Working data -

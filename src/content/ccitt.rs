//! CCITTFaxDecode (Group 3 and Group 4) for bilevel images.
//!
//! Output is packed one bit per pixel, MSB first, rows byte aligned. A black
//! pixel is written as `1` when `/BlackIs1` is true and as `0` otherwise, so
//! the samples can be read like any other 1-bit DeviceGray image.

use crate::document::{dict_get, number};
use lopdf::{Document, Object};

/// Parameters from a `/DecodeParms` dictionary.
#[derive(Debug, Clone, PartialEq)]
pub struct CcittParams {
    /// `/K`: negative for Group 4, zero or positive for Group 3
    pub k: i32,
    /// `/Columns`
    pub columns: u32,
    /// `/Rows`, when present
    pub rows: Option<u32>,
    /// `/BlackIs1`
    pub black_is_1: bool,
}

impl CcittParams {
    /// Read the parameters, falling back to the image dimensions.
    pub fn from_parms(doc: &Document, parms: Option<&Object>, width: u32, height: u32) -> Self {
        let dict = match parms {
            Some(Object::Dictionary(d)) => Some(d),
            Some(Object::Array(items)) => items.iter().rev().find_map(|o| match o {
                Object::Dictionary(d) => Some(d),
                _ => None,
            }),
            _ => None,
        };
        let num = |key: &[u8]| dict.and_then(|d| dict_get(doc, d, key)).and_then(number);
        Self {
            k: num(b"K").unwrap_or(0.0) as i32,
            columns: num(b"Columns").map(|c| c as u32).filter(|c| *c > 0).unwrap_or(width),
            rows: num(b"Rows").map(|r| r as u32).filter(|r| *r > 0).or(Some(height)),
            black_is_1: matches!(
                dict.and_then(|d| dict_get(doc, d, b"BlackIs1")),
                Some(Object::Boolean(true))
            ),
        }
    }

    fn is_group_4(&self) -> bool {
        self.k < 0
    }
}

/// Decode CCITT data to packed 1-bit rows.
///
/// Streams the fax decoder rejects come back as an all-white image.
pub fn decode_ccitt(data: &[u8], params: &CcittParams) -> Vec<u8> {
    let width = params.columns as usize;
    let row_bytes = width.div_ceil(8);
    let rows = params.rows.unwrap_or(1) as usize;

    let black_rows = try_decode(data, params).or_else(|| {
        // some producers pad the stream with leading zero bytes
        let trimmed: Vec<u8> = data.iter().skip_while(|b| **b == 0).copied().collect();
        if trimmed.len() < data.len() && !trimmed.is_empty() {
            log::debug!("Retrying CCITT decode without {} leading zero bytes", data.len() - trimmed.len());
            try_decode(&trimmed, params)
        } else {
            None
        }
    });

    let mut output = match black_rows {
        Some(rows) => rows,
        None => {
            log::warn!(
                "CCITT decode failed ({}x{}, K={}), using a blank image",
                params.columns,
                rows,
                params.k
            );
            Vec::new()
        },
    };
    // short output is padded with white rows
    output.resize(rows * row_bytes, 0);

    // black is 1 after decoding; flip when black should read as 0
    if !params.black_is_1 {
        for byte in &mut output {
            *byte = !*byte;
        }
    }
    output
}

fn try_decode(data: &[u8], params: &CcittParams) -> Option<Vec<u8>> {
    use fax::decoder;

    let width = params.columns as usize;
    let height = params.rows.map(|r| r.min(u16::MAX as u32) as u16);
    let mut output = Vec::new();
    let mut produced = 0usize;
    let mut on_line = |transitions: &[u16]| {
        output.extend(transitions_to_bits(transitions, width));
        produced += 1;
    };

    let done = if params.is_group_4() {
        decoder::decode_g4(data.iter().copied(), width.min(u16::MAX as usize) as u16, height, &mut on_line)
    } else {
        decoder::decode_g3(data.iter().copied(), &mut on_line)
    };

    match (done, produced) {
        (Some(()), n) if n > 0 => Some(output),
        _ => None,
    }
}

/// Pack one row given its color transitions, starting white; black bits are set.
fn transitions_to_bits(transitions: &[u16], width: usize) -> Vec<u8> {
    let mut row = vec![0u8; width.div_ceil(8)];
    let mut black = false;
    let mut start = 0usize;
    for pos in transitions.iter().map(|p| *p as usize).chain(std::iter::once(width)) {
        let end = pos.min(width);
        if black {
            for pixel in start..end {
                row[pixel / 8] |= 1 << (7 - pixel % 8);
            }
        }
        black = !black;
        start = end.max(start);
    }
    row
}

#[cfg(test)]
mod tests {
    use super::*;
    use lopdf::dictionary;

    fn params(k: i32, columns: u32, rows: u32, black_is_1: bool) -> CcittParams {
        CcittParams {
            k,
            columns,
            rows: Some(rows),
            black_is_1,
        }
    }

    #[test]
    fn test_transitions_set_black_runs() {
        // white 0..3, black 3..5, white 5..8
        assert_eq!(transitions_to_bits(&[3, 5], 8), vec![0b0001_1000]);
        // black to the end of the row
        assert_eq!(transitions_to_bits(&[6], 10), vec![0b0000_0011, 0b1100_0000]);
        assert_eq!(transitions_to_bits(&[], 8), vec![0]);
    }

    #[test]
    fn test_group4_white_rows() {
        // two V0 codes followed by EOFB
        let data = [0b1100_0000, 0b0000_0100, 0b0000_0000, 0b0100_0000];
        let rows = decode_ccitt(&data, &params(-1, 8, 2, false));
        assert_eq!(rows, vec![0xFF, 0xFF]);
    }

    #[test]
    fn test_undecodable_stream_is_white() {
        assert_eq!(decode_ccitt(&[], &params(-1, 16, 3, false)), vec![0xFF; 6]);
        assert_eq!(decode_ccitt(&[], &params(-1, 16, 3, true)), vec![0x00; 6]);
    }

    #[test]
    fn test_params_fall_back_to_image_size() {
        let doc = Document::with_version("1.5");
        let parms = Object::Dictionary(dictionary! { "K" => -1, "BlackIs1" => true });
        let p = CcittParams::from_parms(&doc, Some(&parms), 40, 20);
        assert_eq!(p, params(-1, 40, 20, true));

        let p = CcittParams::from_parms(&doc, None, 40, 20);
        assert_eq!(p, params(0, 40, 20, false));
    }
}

Work task - Keeping each word as given, write out the material above.

Answer section -
filename src/content/ccitt.rs
//! CCITTFaxDecode (Group 3 and Group 4) for bilevel images.
//!
//! Output is packed one bit per pixel, MSB first, rows byte aligned. A black
//! pixel is written as `1` when `/BlackIs1` is true and as `0` otherwise, so
//! the samples can be read like any other 1-bit DeviceGray image.

use crate::document::{dict_get, number};
use lopdf::{Document, Object};

/// Parameters from a `/DecodeParms` dictionary.
#[derive(Debug, Clone, PartialEq)]
pub struct CcittParams {
    /// `/K`: negative for Group 4, zero or positive for Group 3
    pub k: i32,
    /// `/Columns`
    pub columns: u32,
    /// `/Rows`, when present
    pub rows: Option<u32>,
    /// `/BlackIs1`
    pub black_is_1: bool,
}

impl CcittParams {
    /// Read the parameters, falling back to the image dimensions.
    pub fn from_parms(doc: &Document, parms: Option<&Object>, width: u32, height: u32) -> Self {
        let dict = match parms {
            Some(Object::Dictionary(d)) => Some(d),
            Some(Object::Array(items)) => items.iter().rev().find_map(|o| match o {
                Object::Dictionary(d) => Some(d),
                _ => None,
            }),
            _ => None,
        };
        let num = |key: &[u8]| dict.and_then(|d| dict_get(doc, d, key)).and_then(number);
        Self {
            k: num(b"K").unwrap_or(0.0) as i32,
            columns: num(b"Columns").map(|c| c as u32).filter(|c| *c > 0).unwrap_or(width),
            rows: num(b"Rows").map(|r| r as u32).filter(|r| *r > 0).or(Some(height)),
            black_is_1: matches!(
                dict.and_then(|d| dict_get(doc, d, b"BlackIs1")),
                Some(Object::Boolean(true))
            ),
        }
    }

    fn is_group_4(&self) -> bool {
        self.k < 0
    }
}

/// Decode CCITT data to packed 1-bit rows.
///
/// Streams the fax decoder rejects come back as an all-white image.
pub fn decode_ccitt(data: &[u8], params: &CcittParams) -> Vec<u8> {
    let width = params.columns as usize;
    let row_bytes = width.div_ceil(8);
    let rows = params.rows.unwrap_or(1) as usize;

    let black_rows = try_decode(data, params).or_else(|| {
        // some producers pad the stream with leading zero bytes
        let trimmed: Vec<u8> = data.iter().skip_while(|b| **b == 0).copied().collect();
        if trimmed.len() < data.len() && !trimmed.is_empty() {
            log::debug!("Retrying CCITT decode without {} leading zero bytes", data.len() - trimmed.len());
            try_decode(&trimmed, params)
        } else {
            None
        }
    });

    let mut output = match black_rows {
        Some(rows) => rows,
        None => {
            log::warn!(
                "CCITT decode failed ({}x{}, K={}), using a blank image",
                params.columns,
                rows,
                params.k
            );
            Vec::new()
        },
    };
    // short output is padded with white rows
    output.resize(rows * row_bytes, 0);

    // black is 1 after decoding; flip when black should read as 0
    if !params.black_is_1 {
        for byte in &mut output {
            *byte = !*byte;
        }
    }
    output
}

fn try_decode(data: &[u8], params: &CcittParams) -> Option<Vec<u8>> {
    use fax::decoder;

    let width = params.columns as usize;
    let height = params.rows.map(|r| r.min(u16::MAX as u32) as u16);
    let mut output = Vec::new();
    let mut produced = 0usize;
    let mut on_line = |transitions: &[u16]| {
        output.extend(transitions_to_bits(transitions, width));
        produced += 1;
    };

    let done = if params.is_group_4() {
        decoder::decode_g4(data.iter().copied(), width.min(u16::MAX as usize) as u16, height, &mut on_line)
    } else {
        decoder::decode_g3(data.iter().copied(), &mut on_line)
    };

    match (done, produced) {
        (Some(()), n) if n > 0 => Some(output),
        _ => None,
    }
}

/// Pack one row given its color transitions, starting white; black bits are set.
fn transitions_to_bits(transitions: &[u16], width: usize) -> Vec<u8> {
    let mut row = vec![0u8; width.div_ceil(8)];
    let mut black = false;
    let mut start = 0usize;
    for pos in transitions.iter().map(|p| *p as usize).chain(std::iter::once(width)) {
        let end = pos.min(width);
        if black {
            for pixel in start..end {
                row[pixel / 8] |= 1 << (7 - pixel % 8);
            }
        }
        black = !black;
        start = end.max(start);
    }
    row
}

#[cfg(test)]
mod tests {
    use super::*;
    use lopdf::dictionary;

    fn params(k: i32, columns: u32, rows: u32, black_is_1: bool) -> CcittParams {
        CcittParams {
            k,
            columns,
            rows: Some(rows),
            black_is_1,
        }
    }

    #[test]
    fn test_transitions_set_black_runs() {
        // white 0..3, black 3..5, white 5..8
        assert_eq!(transitions_to_bits(&[3, 5], 8), vec![0b0001_1000]);
        // black to the end of the row
        assert_eq!(transitions_to_bits(&[6], 10), vec![0b0000_0011, 0b1100_0000]);
        assert_eq!(transitions_to_bits(&[], 8), vec![0]);
    }

    #[test]
    fn test_group4_white_rows() {
        // two V0 codes followed by EOFB
        let data = [0b1100_0000, 0b0000_0100, 0b0000_0000, 0b0100_0000];
        let rows = decode_ccitt(&data, &params(-1, 8, 2, false));
        assert_eq!(rows, vec![0xFF, 0xFF]);
    }

    #[test]
    fn test_undecodable_stream_is_white() {
        assert_eq!(decode_ccitt(&[], &params(-1, 16, 3, false)), vec![0xFF; 6]);
        assert_eq!(decode_ccitt(&[], &params(-1, 16, 3, true)), vec![0x00; 6]);
    }

    #[test]
    fn test_params_fall_back_to_image_size() {
        let doc = Document::with_version("1.5");
        let parms = Object::Dictionary(dictionary! { "K" => -1, "BlackIs1" => true });
        let p = CcittParams::from_parms(&doc, Some(&parms), 40, 20);
        assert_eq!(p, params(-1, 40, 20, true));

        let p = CcittParams::from_parms(&doc, None, 40, 20);
        assert_eq!(p, params(0, 40, 20, false));
    }
}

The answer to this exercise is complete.